**WHAT TO PRODUCE**
Among the records below, determine how many lines have the word "payload" in them; output only the number.

**RECORD EXCERPTS**
┄┄┄┄┄┄

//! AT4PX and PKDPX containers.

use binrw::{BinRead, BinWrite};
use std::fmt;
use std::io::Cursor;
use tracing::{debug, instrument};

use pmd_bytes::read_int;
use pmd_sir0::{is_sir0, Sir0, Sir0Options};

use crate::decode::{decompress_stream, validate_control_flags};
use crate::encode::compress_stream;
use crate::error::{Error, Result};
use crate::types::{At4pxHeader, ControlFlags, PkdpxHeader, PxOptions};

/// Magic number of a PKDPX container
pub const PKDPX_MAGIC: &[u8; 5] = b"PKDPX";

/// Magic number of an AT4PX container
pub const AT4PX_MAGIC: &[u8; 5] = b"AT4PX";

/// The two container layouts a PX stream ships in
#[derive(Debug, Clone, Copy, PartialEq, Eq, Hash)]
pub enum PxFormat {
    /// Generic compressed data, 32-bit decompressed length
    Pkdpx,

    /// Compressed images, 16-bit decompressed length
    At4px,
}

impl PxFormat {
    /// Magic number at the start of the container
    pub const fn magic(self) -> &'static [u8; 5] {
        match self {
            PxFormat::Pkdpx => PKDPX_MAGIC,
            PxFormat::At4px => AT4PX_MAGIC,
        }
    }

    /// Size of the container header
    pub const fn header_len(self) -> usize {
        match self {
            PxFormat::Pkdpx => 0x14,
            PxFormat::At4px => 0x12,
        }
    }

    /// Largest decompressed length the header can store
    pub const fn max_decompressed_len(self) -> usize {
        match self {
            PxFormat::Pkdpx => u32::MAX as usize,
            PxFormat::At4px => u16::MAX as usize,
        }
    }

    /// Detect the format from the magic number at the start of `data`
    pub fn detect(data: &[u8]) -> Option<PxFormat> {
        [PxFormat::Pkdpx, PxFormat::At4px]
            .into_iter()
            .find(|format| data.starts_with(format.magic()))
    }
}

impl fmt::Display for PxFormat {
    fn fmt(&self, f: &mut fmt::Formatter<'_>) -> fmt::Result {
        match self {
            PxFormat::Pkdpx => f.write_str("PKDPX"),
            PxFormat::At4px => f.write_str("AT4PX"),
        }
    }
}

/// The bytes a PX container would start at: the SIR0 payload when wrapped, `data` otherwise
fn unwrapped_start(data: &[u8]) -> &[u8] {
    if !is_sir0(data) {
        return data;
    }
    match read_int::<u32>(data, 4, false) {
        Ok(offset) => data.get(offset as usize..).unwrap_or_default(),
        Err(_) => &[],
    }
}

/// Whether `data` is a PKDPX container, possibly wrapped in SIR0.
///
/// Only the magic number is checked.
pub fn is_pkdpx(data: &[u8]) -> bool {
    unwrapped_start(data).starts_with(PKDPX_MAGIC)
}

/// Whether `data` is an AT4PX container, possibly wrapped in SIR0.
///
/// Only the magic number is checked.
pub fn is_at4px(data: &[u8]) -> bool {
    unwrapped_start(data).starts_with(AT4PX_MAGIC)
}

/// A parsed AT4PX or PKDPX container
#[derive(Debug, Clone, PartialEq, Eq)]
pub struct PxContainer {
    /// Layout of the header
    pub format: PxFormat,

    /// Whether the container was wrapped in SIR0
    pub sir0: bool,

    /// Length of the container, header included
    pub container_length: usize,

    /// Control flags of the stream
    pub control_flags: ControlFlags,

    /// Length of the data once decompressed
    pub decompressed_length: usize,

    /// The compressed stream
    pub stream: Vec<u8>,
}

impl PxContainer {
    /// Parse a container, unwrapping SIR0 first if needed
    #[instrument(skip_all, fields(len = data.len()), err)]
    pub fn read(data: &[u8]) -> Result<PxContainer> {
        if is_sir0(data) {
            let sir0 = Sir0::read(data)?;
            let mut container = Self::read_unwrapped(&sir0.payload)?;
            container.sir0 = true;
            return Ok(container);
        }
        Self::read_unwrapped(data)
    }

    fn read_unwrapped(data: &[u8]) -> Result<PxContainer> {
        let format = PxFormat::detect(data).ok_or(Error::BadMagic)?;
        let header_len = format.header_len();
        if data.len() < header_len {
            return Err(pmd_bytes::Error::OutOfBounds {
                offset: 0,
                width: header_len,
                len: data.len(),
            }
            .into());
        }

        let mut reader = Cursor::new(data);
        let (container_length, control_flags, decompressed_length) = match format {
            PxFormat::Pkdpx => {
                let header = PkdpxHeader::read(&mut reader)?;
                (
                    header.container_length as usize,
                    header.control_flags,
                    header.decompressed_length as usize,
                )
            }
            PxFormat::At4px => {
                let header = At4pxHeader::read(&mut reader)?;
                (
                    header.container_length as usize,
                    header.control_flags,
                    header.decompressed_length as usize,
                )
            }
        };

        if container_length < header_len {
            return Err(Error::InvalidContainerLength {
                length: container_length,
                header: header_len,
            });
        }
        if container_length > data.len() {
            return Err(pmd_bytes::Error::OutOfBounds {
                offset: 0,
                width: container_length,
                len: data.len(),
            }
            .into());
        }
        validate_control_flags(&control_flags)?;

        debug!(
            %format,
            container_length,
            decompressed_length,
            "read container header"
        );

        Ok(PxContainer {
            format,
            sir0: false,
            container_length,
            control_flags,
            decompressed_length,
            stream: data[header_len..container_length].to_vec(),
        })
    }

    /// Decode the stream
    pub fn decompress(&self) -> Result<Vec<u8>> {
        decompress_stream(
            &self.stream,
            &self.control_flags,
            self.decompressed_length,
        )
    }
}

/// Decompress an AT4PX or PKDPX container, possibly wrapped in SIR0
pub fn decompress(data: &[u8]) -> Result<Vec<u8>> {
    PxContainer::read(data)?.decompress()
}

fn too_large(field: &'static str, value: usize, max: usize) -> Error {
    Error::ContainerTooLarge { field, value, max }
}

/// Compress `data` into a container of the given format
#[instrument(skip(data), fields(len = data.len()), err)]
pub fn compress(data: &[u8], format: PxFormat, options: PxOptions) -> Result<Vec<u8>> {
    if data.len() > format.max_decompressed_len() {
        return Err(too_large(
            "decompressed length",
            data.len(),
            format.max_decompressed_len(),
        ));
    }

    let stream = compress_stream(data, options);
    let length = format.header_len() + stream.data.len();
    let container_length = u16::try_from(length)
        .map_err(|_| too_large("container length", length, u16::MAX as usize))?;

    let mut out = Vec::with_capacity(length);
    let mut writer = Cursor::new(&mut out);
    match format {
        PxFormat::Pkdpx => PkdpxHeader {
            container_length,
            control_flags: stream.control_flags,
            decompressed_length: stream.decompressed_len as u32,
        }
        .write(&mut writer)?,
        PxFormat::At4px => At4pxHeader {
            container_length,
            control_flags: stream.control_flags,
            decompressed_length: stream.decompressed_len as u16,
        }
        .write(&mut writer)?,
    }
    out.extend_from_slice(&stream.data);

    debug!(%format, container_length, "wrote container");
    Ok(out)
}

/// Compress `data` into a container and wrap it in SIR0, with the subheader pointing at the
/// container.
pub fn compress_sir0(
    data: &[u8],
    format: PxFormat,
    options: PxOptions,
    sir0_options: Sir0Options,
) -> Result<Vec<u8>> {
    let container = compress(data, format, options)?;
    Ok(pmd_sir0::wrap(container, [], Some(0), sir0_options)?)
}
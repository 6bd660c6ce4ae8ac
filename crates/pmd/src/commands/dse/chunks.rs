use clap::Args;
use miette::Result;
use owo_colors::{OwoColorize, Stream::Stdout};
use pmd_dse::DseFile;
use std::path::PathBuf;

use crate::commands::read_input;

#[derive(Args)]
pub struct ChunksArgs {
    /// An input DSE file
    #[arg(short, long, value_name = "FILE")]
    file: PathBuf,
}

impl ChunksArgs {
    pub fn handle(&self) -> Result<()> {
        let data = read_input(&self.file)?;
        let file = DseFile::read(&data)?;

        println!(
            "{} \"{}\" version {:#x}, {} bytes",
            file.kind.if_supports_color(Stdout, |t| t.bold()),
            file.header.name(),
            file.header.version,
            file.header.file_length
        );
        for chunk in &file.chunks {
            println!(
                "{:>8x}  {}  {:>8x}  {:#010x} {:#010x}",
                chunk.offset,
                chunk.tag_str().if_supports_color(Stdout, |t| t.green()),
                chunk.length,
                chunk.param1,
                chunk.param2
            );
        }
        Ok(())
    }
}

┄┄┄┄┄┄

**SOLUTION TO THE EXERCISE**
2